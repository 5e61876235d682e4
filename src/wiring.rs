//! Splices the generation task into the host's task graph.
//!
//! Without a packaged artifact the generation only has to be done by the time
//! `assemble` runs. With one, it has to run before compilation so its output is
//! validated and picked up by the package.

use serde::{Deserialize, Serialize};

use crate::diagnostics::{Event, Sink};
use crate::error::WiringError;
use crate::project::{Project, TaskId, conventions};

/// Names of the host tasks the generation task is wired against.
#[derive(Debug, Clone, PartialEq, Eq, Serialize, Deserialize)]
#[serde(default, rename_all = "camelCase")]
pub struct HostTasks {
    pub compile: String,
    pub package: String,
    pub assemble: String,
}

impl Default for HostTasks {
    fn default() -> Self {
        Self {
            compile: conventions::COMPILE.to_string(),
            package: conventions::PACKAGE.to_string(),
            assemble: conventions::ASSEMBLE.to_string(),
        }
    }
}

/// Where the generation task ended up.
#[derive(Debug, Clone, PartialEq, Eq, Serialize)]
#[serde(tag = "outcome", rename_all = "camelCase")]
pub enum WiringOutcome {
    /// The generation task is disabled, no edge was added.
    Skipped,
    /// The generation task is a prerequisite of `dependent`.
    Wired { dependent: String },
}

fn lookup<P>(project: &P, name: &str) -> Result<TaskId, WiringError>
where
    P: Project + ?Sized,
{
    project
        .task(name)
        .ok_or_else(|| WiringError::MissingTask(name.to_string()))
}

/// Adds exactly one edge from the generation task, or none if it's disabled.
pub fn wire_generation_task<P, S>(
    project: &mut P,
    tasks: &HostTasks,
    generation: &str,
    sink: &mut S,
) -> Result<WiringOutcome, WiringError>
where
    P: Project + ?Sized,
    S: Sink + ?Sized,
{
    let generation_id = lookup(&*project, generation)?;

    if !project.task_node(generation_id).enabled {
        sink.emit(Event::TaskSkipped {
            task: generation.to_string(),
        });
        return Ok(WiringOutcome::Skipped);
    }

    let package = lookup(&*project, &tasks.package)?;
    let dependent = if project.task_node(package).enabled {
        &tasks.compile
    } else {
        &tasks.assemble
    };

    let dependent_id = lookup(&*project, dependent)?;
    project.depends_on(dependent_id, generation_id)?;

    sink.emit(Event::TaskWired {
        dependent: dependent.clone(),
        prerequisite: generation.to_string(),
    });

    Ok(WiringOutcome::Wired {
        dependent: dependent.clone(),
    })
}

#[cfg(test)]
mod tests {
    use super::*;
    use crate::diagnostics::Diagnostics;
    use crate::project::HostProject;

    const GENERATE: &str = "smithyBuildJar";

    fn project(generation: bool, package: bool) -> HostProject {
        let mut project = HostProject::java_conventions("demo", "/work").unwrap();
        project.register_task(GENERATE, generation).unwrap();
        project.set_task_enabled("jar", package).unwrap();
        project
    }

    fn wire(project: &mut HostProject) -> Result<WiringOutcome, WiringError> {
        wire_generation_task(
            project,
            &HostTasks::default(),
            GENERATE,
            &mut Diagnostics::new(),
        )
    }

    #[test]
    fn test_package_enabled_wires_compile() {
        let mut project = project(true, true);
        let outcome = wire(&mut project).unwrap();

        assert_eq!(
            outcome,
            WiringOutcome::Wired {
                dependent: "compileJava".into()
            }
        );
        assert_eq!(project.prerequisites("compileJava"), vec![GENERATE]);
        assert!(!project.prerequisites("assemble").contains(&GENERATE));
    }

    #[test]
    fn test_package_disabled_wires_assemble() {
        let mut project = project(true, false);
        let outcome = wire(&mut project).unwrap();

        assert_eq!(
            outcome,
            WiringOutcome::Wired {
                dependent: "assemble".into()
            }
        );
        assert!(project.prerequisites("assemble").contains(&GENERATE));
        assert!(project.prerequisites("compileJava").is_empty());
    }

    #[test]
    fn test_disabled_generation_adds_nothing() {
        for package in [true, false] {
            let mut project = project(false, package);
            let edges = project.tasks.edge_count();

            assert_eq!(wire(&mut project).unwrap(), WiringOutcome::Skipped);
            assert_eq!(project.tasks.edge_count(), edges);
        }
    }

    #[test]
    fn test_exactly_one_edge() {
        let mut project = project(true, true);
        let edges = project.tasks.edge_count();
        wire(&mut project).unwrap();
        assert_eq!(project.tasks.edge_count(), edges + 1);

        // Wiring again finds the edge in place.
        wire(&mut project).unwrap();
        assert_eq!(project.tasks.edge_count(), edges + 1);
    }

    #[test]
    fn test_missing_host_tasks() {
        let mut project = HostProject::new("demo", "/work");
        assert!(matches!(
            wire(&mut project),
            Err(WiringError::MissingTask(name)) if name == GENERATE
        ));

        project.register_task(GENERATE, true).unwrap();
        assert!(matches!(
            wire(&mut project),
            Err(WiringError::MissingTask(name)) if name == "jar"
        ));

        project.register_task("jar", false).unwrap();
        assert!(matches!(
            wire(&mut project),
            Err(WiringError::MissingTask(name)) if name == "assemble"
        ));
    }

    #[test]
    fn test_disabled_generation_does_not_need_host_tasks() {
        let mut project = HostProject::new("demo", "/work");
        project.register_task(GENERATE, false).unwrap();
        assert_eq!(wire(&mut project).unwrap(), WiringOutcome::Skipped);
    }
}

— What you will do —
Could the entries above be output once more, exactly as they are?

— Response box —
repository 5e61876235d682e4
filename src/wiring.rs
//! Splices the generation task into the host's task graph.
//!
//! Without a packaged artifact the generation only has to be done by the time
//! `assemble` runs. With one, it has to run before compilation so its output is
//! validated and picked up by the package.

use serde::{Deserialize, Serialize};

use crate::diagnostics::{Event, Sink};
use crate::error::WiringError;
use crate::project::{Project, TaskId, conventions};

/// Names of the host tasks the generation task is wired against.
#[derive(Debug, Clone, PartialEq, Eq, Serialize, Deserialize)]
#[serde(default, rename_all = "camelCase")]
pub struct HostTasks {
    pub compile: String,
    pub package: String,
    pub assemble: String,
}

impl Default for HostTasks {
    fn default() -> Self {
        Self {
            compile: conventions::COMPILE.to_string(),
            package: conventions::PACKAGE.to_string(),
            assemble: conventions::ASSEMBLE.to_string(),
        }
    }
}

/// Where the generation task ended up.
#[derive(Debug, Clone, PartialEq, Eq, Serialize)]
#[serde(tag = "outcome", rename_all = "camelCase")]
pub enum WiringOutcome {
    /// The generation task is disabled, no edge was added.
    Skipped,
    /// The generation task is a prerequisite of `dependent`.
    Wired { dependent: String },
}

fn lookup<P>(project: &P, name: &str) -> Result<TaskId, WiringError>
where
    P: Project + ?Sized,
{
    project
        .task(name)
        .ok_or_else(|| WiringError::MissingTask(name.to_string()))
}

/// Adds exactly one edge from the generation task, or none if it's disabled.
pub fn wire_generation_task<P, S>(
    project: &mut P,
    tasks: &HostTasks,
    generation: &str,
    sink: &mut S,
) -> Result<WiringOutcome, WiringError>
where
    P: Project + ?Sized,
    S: Sink + ?Sized,
{
    let generation_id = lookup(&*project, generation)?;

    if !project.task_node(generation_id).enabled {
        sink.emit(Event::TaskSkipped {
            task: generation.to_string(),
        });
        return Ok(WiringOutcome::Skipped);
    }

    let package = lookup(&*project, &tasks.package)?;
    let dependent = if project.task_node(package).enabled {
        &tasks.compile
    } else {
        &tasks.assemble
    };

    let dependent_id = lookup(&*project, dependent)?;
    project.depends_on(dependent_id, generation_id)?;

    sink.emit(Event::TaskWired {
        dependent: dependent.clone(),
        prerequisite: generation.to_string(),
    });

    Ok(WiringOutcome::Wired {
        dependent: dependent.clone(),
    })
}

#[cfg(test)]
mod tests {
    use super::*;
    use crate::diagnostics::Diagnostics;
    use crate::project::HostProject;

    const GENERATE: &str = "smithyBuildJar";

    fn project(generation: bool, package: bool) -> HostProject {
        let mut project = HostProject::java_conventions("demo", "/work").unwrap();
        project.register_task(GENERATE, generation).unwrap();
        project.set_task_enabled("jar", package).unwrap();
        project
    }

    fn wire(project: &mut HostProject) -> Result<WiringOutcome, WiringError> {
        wire_generation_task(
            project,
            &HostTasks::default(),
            GENERATE,
            &mut Diagnostics::new(),
        )
    }

    #[test]
    fn test_package_enabled_wires_compile() {
        let mut project = project(true, true);
        let outcome = wire(&mut project).unwrap();

        assert_eq!(
            outcome,
            WiringOutcome::Wired {
                dependent: "compileJava".into()
            }
        );
        assert_eq!(project.prerequisites("compileJava"), vec![GENERATE]);
        assert!(!project.prerequisites("assemble").contains(&GENERATE));
    }

    #[test]
    fn test_package_disabled_wires_assemble() {
        let mut project = project(true, false);
        let outcome = wire(&mut project).unwrap();

        assert_eq!(
            outcome,
            WiringOutcome::Wired {
                dependent: "assemble".into()
            }
        );
        assert!(project.prerequisites("assemble").contains(&GENERATE));
        assert!(project.prerequisites("compileJava").is_empty());
    }

    #[test]
    fn test_disabled_generation_adds_nothing() {
        for package in [true, false] {
            let mut project = project(false, package);
            let edges = project.tasks.edge_count();

            assert_eq!(wire(&mut project).unwrap(), WiringOutcome::Skipped);
            assert_eq!(project.tasks.edge_count(), edges);
        }
    }

    #[test]
    fn test_exactly_one_edge() {
        let mut project = project(true, true);
        let edges = project.tasks.edge_count();
        wire(&mut project).unwrap();
        assert_eq!(project.tasks.edge_count(), edges + 1);

        // Wiring again finds the edge in place.
        wire(&mut project).unwrap();
        assert_eq!(project.tasks.edge_count(), edges + 1);
    }

    #[test]
    fn test_missing_host_tasks() {
        let mut project = HostProject::new("demo", "/work");
        assert!(matches!(
            wire(&mut project),
            Err(WiringError::MissingTask(name)) if name == GENERATE
        ));

        project.register_task(GENERATE, true).unwrap();
        assert!(matches!(
            wire(&mut project),
            Err(WiringError::MissingTask(name)) if name == "jar"
        ));

        project.register_task("jar", false).unwrap();
        assert!(matches!(
            wire(&mut project),
            Err(WiringError::MissingTask(name)) if name == "assemble"
        ));
    }

    #[test]
    fn test_disabled_generation_does_not_need_host_tasks() {
        let mut project = HostProject::new("demo", "/work");
        project.register_task(GENERATE, false).unwrap();
        assert_eq!(wire(&mut project).unwrap(), WiringOutcome::Skipped);
    }
}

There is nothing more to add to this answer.